As described above, according to the present invention, by using the mount 30 and the sensor cap 40, to simplify the sensor assembly used in the electric pressure cooker, and to configure the configuration to enable more accurate temperature sensing It can be seen that the technical idea.

The above-described temperature sensing device according to the present invention has a structure that can be used as a top sensor installed inside the cover of the electric pressure cooker, and can also be used as a sensor mounted outside the inner pot of the electric pressure cooker.

Within the scope of the basic technical spirit of the present invention, it will be apparent to those skilled in the art that many other modifications are possible and that the present invention should be interpreted based on the appended claims.

According to the present invention as described above it can be expected the following effects.

First, it can be seen that the structure of the present invention is greatly simplified compared with the conventional structure including the aluminum cover. As described above, the simplification of the structure according to the present invention can substantially reduce the number of components and at the same time improve productivity in the assembly process.

And according to the present invention, by using the sensor cap 40 made of silicon, it is expected that the separate device is unnecessary in the assembly process and can be assembled more simply. This point can be said to substantially reduce the manufacturing cost of the product and to improve the productivity.

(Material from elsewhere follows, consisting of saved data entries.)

/*!
 * Tests for application configuration
 */

use subrecut::app_config::{Config, LogLevel};

/// Test the default configuration values
#[test]
fn test_config_default_withNoOverrides_shouldUseConventionalDirs() {
    let config = Config::default();

    assert_eq!(config.subtitles_dir, "subtitles");
    assert_eq!(config.timecodes_dir, "timecodes");
    assert_eq!(config.output_dir, "synced");
    assert_eq!(config.log_level, LogLevel::Info);

    assert_eq!(config.sync.lead_in_ms, 1000);
    assert_eq!(config.sync.end_overrun_ms, 200);
    assert_eq!(config.sync.tail_window_ms, 200);
    assert_eq!(config.sync.tail_overrun_ms, 2000);
    assert_eq!(config.sync.concurrent_pairs, 1);
}

/// Test that a partial config file fills missing fields with defaults
#[test]
fn test_config_deserialize_withPartialJson_shouldFillDefaults() {
    let json = r#"{ "output_dir": "out", "sync": { "lead_in_ms": 1500 } }"#;
    let config: Config = serde_json::from_str(json).unwrap();

    assert_eq!(config.output_dir, "out");
    assert_eq!(config.sync.lead_in_ms, 1500);
    // untouched fields keep their defaults
    assert_eq!(config.subtitles_dir, "subtitles");
    assert_eq!(config.sync.end_overrun_ms, 200);
}

/// Test that the log level serializes lowercase
#[test]
fn test_config_serialize_withDebugLevel_shouldUseLowercase() {
    let mut config = Config::default();
    config.log_level = LogLevel::Debug;

    let json = serde_json::to_string(&config).unwrap();
    assert!(json.contains(r#""log_level":"debug""#));
}

/// Test that a default config round-trips through JSON
#[test]
fn test_config_roundtrip_withDefaultConfig_shouldSurviveSerde() {
    let config = Config::default();
    let json = serde_json::to_string_pretty(&config).unwrap();
    let parsed: Config = serde_json::from_str(&json).unwrap();

    assert_eq!(parsed.subtitles_dir, config.subtitles_dir);
    assert_eq!(parsed.sync, config.sync);
}

/// Test validation of required values
#[test]
fn test_config_validate_withBadValues_shouldFail() {
    let mut config = Config::default();
    assert!(config.validate().is_ok());

    config.subtitles_dir = String::new();
    assert!(config.validate().is_err());

    let mut config = Config::default();
    config.sync.lead_in_ms = -1;
    assert!(config.validate().is_err());

    let mut config = Config::default();
    config.sync.concurrent_pairs = 0;
    assert!(config.validate().is_err());
}
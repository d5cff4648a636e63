/*!
 * Tests for file utility functions
 */

use std::path::Path;

use anyhow::Result;
use subrecut::file_utils::FileManager;

use crate::common;

/// Test that file_exists returns true for existing files
#[test]
fn test_file_exists_withExistingFile_shouldReturnTrue() -> Result<()> {
    let temp_dir = common::create_temp_dir()?;
    let test_file = common::create_test_file(
        &temp_dir.path().to_path_buf(),
        "test_file_exists.tmp",
        "test content",
    )?;

    assert!(FileManager::file_exists(&test_file));

    Ok(())
}

/// Test that file_exists returns false for non-existent files
#[test]
fn test_file_exists_withNonExistentFile_shouldReturnFalse() {
    assert!(!FileManager::file_exists("non_existent_file.tmp"));
}

/// Test that dir_exists distinguishes directories from files
#[test]
fn test_dir_exists_withDirAndFile_shouldDistinguish() -> Result<()> {
    let temp_dir = common::create_temp_dir()?;
    let test_file = common::create_test_file(
        &temp_dir.path().to_path_buf(),
        "plain_file.tmp",
        "content",
    )?;

    assert!(FileManager::dir_exists(temp_dir.path()));
    assert!(!FileManager::dir_exists(&test_file));

    Ok(())
}

/// Test that ensure_dir creates directories as needed
#[test]
fn test_ensure_dir_withNonExistentDir_shouldCreateDirectory() -> Result<()> {
    let temp_dir = common::create_temp_dir()?;
    let test_subdir = temp_dir.path().join("nested").join("subdir");

    FileManager::ensure_dir(&test_subdir)?;

    assert!(test_subdir.exists());
    assert!(test_subdir.is_dir());

    Ok(())
}

/// Test that generate_output_path mirrors the grouping folder
#[test]
fn test_generate_output_path_withGroup_shouldMirrorGroupFolder() {
    let track = Path::new("/tmp/subs/Episode 01.ass");
    let output_root = Path::new("/tmp/synced");

    let output_path = FileManager::generate_output_path(track, output_root, "Director Cut");

    assert_eq!(
        output_path,
        Path::new("/tmp/synced/Director Cut/Episode 01.ass")
    );
}

/// Test that an empty group writes directly under the output root
#[test]
fn test_generate_output_path_withEmptyGroup_shouldUseOutputRoot() {
    let track = Path::new("/tmp/subs/ep02.ass");
    let output_path = FileManager::generate_output_path(track, "/tmp/synced", "");

    assert_eq!(output_path, Path::new("/tmp/synced/ep02.ass"));
}

/// Test that find_files filters by extension, recursively and case-insensitively
#[test]
fn test_find_files_withMixedTree_shouldReturnMatchingFilesSorted() -> Result<()> {
    let temp_dir = common::create_temp_dir()?;
    let root = temp_dir.path().to_path_buf();

    common::create_test_file(&root, "b.ass", "")?;
    common::create_test_file(&root, "a.ASS", "")?;
    common::create_test_file(&root, "notes.txt", "")?;
    common::create_test_file(&root, "nested/c.ass", "")?;

    let found = FileManager::find_files(&root, "ass")?;
    let names: Vec<String> = found
        .iter()
        .filter_map(|p| p.file_name().map(|n| n.to_string_lossy().to_string()))
        .collect();

    assert_eq!(found.len(), 3);
    assert!(names.contains(&"a.ASS".to_string()));
    assert!(names.contains(&"b.ass".to_string()));
    assert!(names.contains(&"c.ass".to_string()));
    // deterministic order
    let mut sorted = found.clone();
    sorted.sort();
    assert_eq!(found, sorted);

    Ok(())
}

/// Test that write_to_file creates parent directories and read_to_string round-trips
#[test]
fn test_write_and_read_withNestedPath_shouldRoundTrip() -> Result<()> {
    let temp_dir = common::create_temp_dir()?;
    let target = temp_dir.path().join("deep").join("output.txt");
    let content = "Hello, World!";

    FileManager::write_to_file(&target, content)?;
    let read_back = FileManager::read_to_string(&target)?;

    assert_eq!(read_back, content);

    Ok(())
}
use anyhow::{anyhow, Result};
use serde::{Deserialize, Serialize};
use std::default::Default;

use crate::remapper::Tolerances;

/// Application configuration module
/// This module handles the application configuration including loading,
/// validating and saving configuration settings.
/// Represents the application configuration
#[derive(Debug, Serialize, Deserialize, Clone)]
pub struct Config {
    /// Directory holding the subtitle tracks to retime
    #[serde(default = "default_subtitles_dir")]
    pub subtitles_dir: String,

    /// Directory holding the segment lists, one grouping subfolder per batch
    #[serde(default = "default_timecodes_dir")]
    pub timecodes_dir: String,

    /// Root directory for retimed output, mirroring the grouping subfolders
    #[serde(default = "default_output_dir")]
    pub output_dir: String,

    /// Sync config
    #[serde(default)]
    pub sync: SyncConfig,

    /// Log level
    #[serde(default)]
    pub log_level: LogLevel,
}

/// Retiming behavior settings
#[derive(Debug, Serialize, Deserialize, Clone, PartialEq)]
pub struct SyncConfig {
    // @field: Lead-in window before a segment's source start (ms)
    #[serde(default = "default_lead_in_ms")]
    pub lead_in_ms: i64,

    // @field: Allowed overrun past the source end for lead-in cues (ms)
    #[serde(default = "default_end_overrun_ms")]
    pub end_overrun_ms: i64,

    // @field: Late-tail window before the source end (ms)
    #[serde(default = "default_tail_window_ms")]
    pub tail_window_ms: i64,

    // @field: Overrun past the source end that rejects a late-tail cue (ms)
    #[serde(default = "default_tail_overrun_ms")]
    pub tail_overrun_ms: i64,

    // @field: Input pairs processed at once
    #[serde(default = "default_concurrent_pairs")]
    pub concurrent_pairs: usize,
}

impl SyncConfig {
    // @returns: Edge tolerances for the remapper
    pub fn tolerances(&self) -> Tolerances {
        Tolerances {
            lead_in_ms: self.lead_in_ms,
            end_overrun_ms: self.end_overrun_ms,
            tail_window_ms: self.tail_window_ms,
            tail_overrun_ms: self.tail_overrun_ms,
        }
    }
}

impl Default for SyncConfig {
    fn default() -> Self {
        Self {
            lead_in_ms: default_lead_in_ms(),
            end_overrun_ms: default_end_overrun_ms(),
            tail_window_ms: default_tail_window_ms(),
            tail_overrun_ms: default_tail_overrun_ms(),
            concurrent_pairs: default_concurrent_pairs(),
        }
    }
}

/// Log verbosity level
#[derive(Debug, Serialize, Deserialize, Clone, PartialEq, Default)]
#[serde(rename_all = "lowercase")]
pub enum LogLevel {
    Error,
    Warn,
    #[default]
    Info,
    Debug,
    Trace,
}

fn default_subtitles_dir() -> String {
    "subtitles".to_string()
}

fn default_timecodes_dir() -> String {
    "timecodes".to_string()
}

fn default_output_dir() -> String {
    "synced".to_string()
}

fn default_lead_in_ms() -> i64 {
    1000
}

fn default_end_overrun_ms() -> i64 {
    200
}

fn default_tail_window_ms() -> i64 {
    200
}

fn default_tail_overrun_ms() -> i64 {
    2000
}

fn default_concurrent_pairs() -> usize {
    1 // Pairs share no state; raise to process several at once
}

impl Config {
    /// Validate the configuration for consistency and required values
    pub fn validate(&self) -> Result<()> {
        if self.subtitles_dir.is_empty() {
            return Err(anyhow!("subtitles_dir must not be empty"));
        }
        if self.timecodes_dir.is_empty() {
            return Err(anyhow!("timecodes_dir must not be empty"));
        }
        if self.output_dir.is_empty() {
            return Err(anyhow!("output_dir must not be empty"));
        }

        if self.sync.lead_in_ms < 0
            || self.sync.end_overrun_ms < 0
            || self.sync.tail_window_ms < 0
            || self.sync.tail_overrun_ms < 0
        {
            return Err(anyhow!("Sync tolerances must be non-negative"));
        }

        if self.sync.concurrent_pairs == 0 {
            return Err(anyhow!("concurrent_pairs must be at least 1"));
        }

        Ok(())
    }
}

/// Default implementation for Config
impl Default for Config {
    fn default() -> Self {
        Config {
            subtitles_dir: default_subtitles_dir(),
            timecodes_dir: default_timecodes_dir(),
            output_dir: default_output_dir(),
            sync: SyncConfig::default(),
            log_level: LogLevel::default(),
        }
    }
}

In addition, according to the present invention, by maintaining a constant contact between the sensor 20 and the sensor cap 40 at all times, the deviation of the cap can be eliminated, it is possible to substantially improve the temperature sensing performance. According to this point, more accurate temperature control is possible in an electric pressure cooker, and it can be said that the effect which can further raise the reliability of a product can be expected.

1 is a schematic cross-sectional view showing a conventional sensing device.

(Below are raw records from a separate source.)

// src/fetcher/mod.rs
// =============================================================================
// This module defines how the crawler gets pages.
//
// The crawler core never talks to the network directly. It only knows about
// the `Fetcher` trait: "give me an address, I give you back the page content
// and the links found on it (or an error)".
//
// Submodules:
// - http: The real thing, fetches pages over HTTP with reqwest
// - links: Extracts <a href> links from HTML
// - fake: An in-memory link graph, used by the `demo` command and tests
//
// Rust concepts:
// - Traits: Shared behaviour that different types can implement
// - async-trait: Async methods on traits that can be used as `dyn Fetcher`
// - thiserror: Derive std::error::Error for our own error enum
// =============================================================================

mod fake;
mod http;
mod links;

use async_trait::async_trait;
use thiserror::Error;

pub use fake::FakeFetcher;
pub use http::HttpFetcher;

/// A successfully fetched page.
#[derive(Debug, Clone, PartialEq, Eq)]
pub struct Page {
    /// The body of the page
    pub content: String,
    /// Outbound links, in the order they appear on the page
    pub links: Vec<String>,
}

/// Why a fetch did not produce a page.
///
/// The crawler treats every variant the same way: the address is reported
/// as failed and its subtree is not explored.
#[derive(Debug, Error)]
pub enum FetchError {
    #[error("not found: {0}")]
    NotFound(String),

    #[error("HTTP {status} for {address}")]
    Status {
        status: reqwest::StatusCode,
        address: String,
    },

    #[error("timed out fetching {0}")]
    Timeout(String),

    #[error("request failed: {0}")]
    Request(#[from] reqwest::Error),
}

// Anything that can turn an address into a page
//
// Send + Sync because a single fetcher is shared (through an Arc) by every
// crawl task, and those tasks run on many threads at once.
#[async_trait]
pub trait Fetcher: Send + Sync {
    async fn fetch(&self, address: &str) -> Result<Page, FetchError>;
}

Figure 2 is a schematic cross-sectional view showing a sensing device of the present invention.

Explanation of symbols on the main parts of the drawings

20 .... Temperature Sensor 30 ..... Mount

32 ..... Sensor housing 34 ..... Fixed part

40 ..... Sensor Cap

Claims (4)

A temperature sensing device installed inside the electric pressure cooker for sensing a temperature during heating; A temperature sensor 20 for sensing a temperature; A mount (30) having a sensor housing (32) in which the temperature sensor can be stored; The temperature sensing device of the electric pressure cooker is installed on the opened front of the mount, comprising a sensor cap made of silicon for supporting the front of the sensor. The temperature sensing device of the electric pressure cooker according to claim 1, wherein the sensor cap is supported by the mount by its rear end portion (42) being fastened to the mount (30). The electric pressure cooker of claim 1, wherein the sensor cap is formed in a hook shape in which the rear end is bent inward, and the rear end is supported by the mount by being caught by a locking jaw formed on the outer circumferential surface of the mount. Temperature sensor. The mount of any one of claims 1 to 3, wherein the mount extends outward from the sensor housing portion 32, and the mount further includes a fixing portion 34 for fixing the inside of the electric pressure cooker. Temperature sensing device of the electric pressure cooker configured by.